Start of Block
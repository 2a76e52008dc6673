//! Frame differ.
//!
//! Keeps the last frame handed out and, when asked to optimize, replaces every
//! row that is structurally equal to the same row of that frame with `None`.
//! Rows past the end of the shorter frame always count as changed. The frame
//! remembered for the next comparison is always the complete new frame, never
//! the reduced one, so a row omitted once is still compared correctly later.

use crate::frame::{Frame, FrameDelta};
use tracing::trace;

#[derive(Debug, Default)]
pub struct FrameDiffer {
    previous: Option<Frame>,
}

impl FrameDiffer {
    pub fn new() -> Self {
        Self::default()
    }

    pub fn diff(&mut self, frame: Frame, optimize: bool) -> FrameDelta {
        let delta = match (&self.previous, optimize) {
            (Some(previous), true) => FrameDelta {
                rows: frame
                    .rows
                    .iter()
                    .enumerate()
                    .map(|(i, row)| match previous.rows.get(i) {
                        Some(old) if old == row => None,
                        _ => Some(row.clone()),
                    })
                    .collect(),
            },
            _ => FrameDelta::full(&frame),
        };
        trace!(
            target: "render.engine",
            rows = delta.len(),
            changed = delta.changed_count(),
            optimize,
            "frame_diff"
        );
        self.previous = Some(frame);
        delta
    }

    pub fn previous(&self) -> Option<&Frame> {
        self.previous.as_ref()
    }

    /// Forget the remembered frame so the next diff reports every row.
    pub fn reset(&mut self) {
        self.previous = None;
    }
}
End of Block
## What to do
From the entries above, pull out each line that includes "previous".

## Exercise result
    previous: Option<Frame>,
        let delta = match (&self.previous, optimize) {
            (Some(previous), true) => FrameDelta {
                    .map(|(i, row)| match previous.rows.get(i) {
        self.previous = Some(frame);
    pub fn previous(&self) -> Option<&Frame> {
        self.previous.as_ref()
        self.previous = None;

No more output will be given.